Complete Information on Genome Similarity, SNPS and Comparative Genomics



1. Genome Similarity :

When the work on Human Genome Project was in progress, several unknown samples were collected from different regions. During this moment two questions were raised: (i) genome of individuals to be sequenced, and (ii) the percentage of genome similarity between two individuals.

Though all the humans are similar, yet what is the percentage of genome similarity between them? Human genome is about 99.8% similar to each other.

The percentage of similarity refers to 'consensus human genome'. It means that 0.2% difference in genome makes them different from each other. There lies a difference of one in thousand nucleotides in the genomes of two different individuals. Only this percentage of DNA brings uniqueness in them.

2. Single Nucleotide Polymorphisms (SNPs) :

SNPs are the variations in a nucleotide sequence which occur due to change even in a single base (e.g. A, G T or C). Therefore, certain sites of the sequence nucleotide bases of different individuals differ as below:

In human genome, SNPs occur at 1.6-3.2 million sites. According to changes in bases SNPs affect the gene function.

DNA fingerprinting of individuals is possible due to these genetic variations in non-coding parts of genome. This technique is used in search of criminals, rapists, solving parentage problem, confirming identity of individuals, etc.

It should be kept in mind that always the genetic variations are some time harmful. Because our body becomes susceptible or resistant to certain diseases i.e. protects from all kinds of pathogens (the disease causing agents).

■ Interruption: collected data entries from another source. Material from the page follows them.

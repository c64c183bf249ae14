//! Light Spanish stemmer: one plural rule, then at most one derivational suffix.

/// Checked in this order; the first match wins.
const SUFFIXES: [&str; 11] = [
    "ción", "ciones", "mente", "dad", "dades", "ando", "endo", "ado", "ido", "aba", "ía",
];

pub fn stem(token: &str) -> String {
    let mut word = token.to_string();
    strip_plural(&mut word);
    strip_suffix(&mut word);
    word
}

fn char_len(word: &str) -> usize {
    word.chars().count()
}

fn strip_plural(word: &mut String) {
    let len = char_len(word);
    if word.ends_with("es") && len > 4 {
        word.truncate(word.len() - 2);
    } else if word.ends_with('s') && len > 3 {
        word.truncate(word.len() - 1);
    }
}

fn strip_suffix(word: &mut String) {
    let len = char_len(word);
    if let Some(suffix) = SUFFIXES
        .iter()
        .find(|s| word.ends_with(*s) && len > char_len(s) + 2)
    {
        word.truncate(word.len() - suffix.len());
    }
}

#[cfg(test)]
mod tests {
    use super::*;

    #[test]
    fn strips_plurals() {
        assert_eq!(stem("cursos"), "curso");
        assert_eq!(stem("leyes"), "ley");
        assert_eq!(stem("tres"), "tre");
        // too short for either rule
        assert_eq!(stem("mes"), "mes");
    }

    #[test]
    fn strips_first_listed_suffix_only() {
        assert_eq!(stem("rápidamente"), "rápida");
        assert_eq!(stem("estudiando"), "estudi");
        assert_eq!(stem("ciudadado"), "ciudad");
        assert_eq!(stem("administraciones"), "administracion");
        assert_eq!(stem("administración"), "administra");
    }

    #[test]
    fn plural_runs_before_suffix() {
        // "pensabas" -> "pensaba" -> "pens"
        assert_eq!(stem("pensabas"), "pens");
        // re-stemming only applies the plural rule again
        assert_eq!(stem(&stem("pensabas")), "pen");
    }

    #[test]
    fn keeps_short_stems() {
        assert_eq!(stem("dad"), "dad");
        assert_eq!(stem("nado"), "nado");
        assert_eq!(stem("vía"), "vía");
    }

    #[test]
    fn unaccented_suffix_variants_do_not_match() {
        assert_eq!(stem("preparacion"), "preparacion");
        assert_eq!(stem("policia"), "policia");
    }
}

Besides, genetic variations also govern the severity of illness and the body responses to treatment of medicines. Fig. 4.5 shows the effect of medicine to patients as decided by a physician on the basis of SNPs present on patient's genome.

On average, SNPs occur at every 500-1,000 nucleotides in human DNA. SNPs can help to (i) associate sequence variation with heritable phenotypes, (ii) facilitate studies in population, and (iii) evolutionary biology, and add in positional cloning and physical mapping.

SNPs tend themselves to highly automate fluidic or DNA chip-based analyses and have quickly become the focus of several large scale development and mapping in humans and other organisms.

3. Comparative Genomics :

When the complete genome sequences of cellular life forms become available, a notable findings were recorded. It was found that one third of the genes encoded on each genome had no predictable or known function.

In E. coli K12 (which is all time favourite model organisms of molecular biologists) about 40% genes have unknown function. The level of evolutionary conservation of microbial proteins is rather uniform with about 70% of gene products from each of sequenced genomes having homologs in distant genomes.

The function of these genes can be predicted by comparing different genomes and by transferring functional annotations of protein from better studies organisms to their orthologs (direct descendants of a sequence in the common ancestor) from less-studied organisms.

For better understanding of genomes, biology and organisms, this makes comparative genomics a powerful approach. Comparative genomics includes several distinct aspects; analysis of protein sets from completely sequenced genomes is one of them. There are several databases (e.g. general purpose databases and organisms specific databases) used for comparative genomics.

Genome sequencing projects have made very clear that genomes of different organisms (e.g mouse and man) may be very similar. Systeny between human chromosome 1 and mouse chromosome 1, 3, 4 and 8. It has been found that the genomes of human and chimpanzee differ by 1-3%.

The working DNA of mouse and human is shared by about 97.5%. About 12% of -18,000 genes of the worm C. elegans show sequence similarity to yeast gene. This datum is based on proteins encoded by this much number of genes.

About 2,000 genes of yeast (one third of -6,000 genes) are functionally similar to the genes of C. elegans. Such similarity between the organisms suggests that in spite of evolution of organisms about 100 million years ago, their genomes have not changed much. That is why some percentage of similarity exists between genes of organisms.

Examples of Comparative Genomics:

Comparative genomics may be exemplified by the genetic basis of fruit development. The researcher is interested in identifying the genes that are involved in ripening green mangoes into yellow mangoes.

The biochemical pathway involved in ripening process is also to be determined. It shows a comparative genomics approach that can be used in purely in silico effort to determine the genes involved in ripening of mangoes.

In this approach the genome of mango fruit is compared to the annotated genomes of similar species to identify the genes and the functions that they do.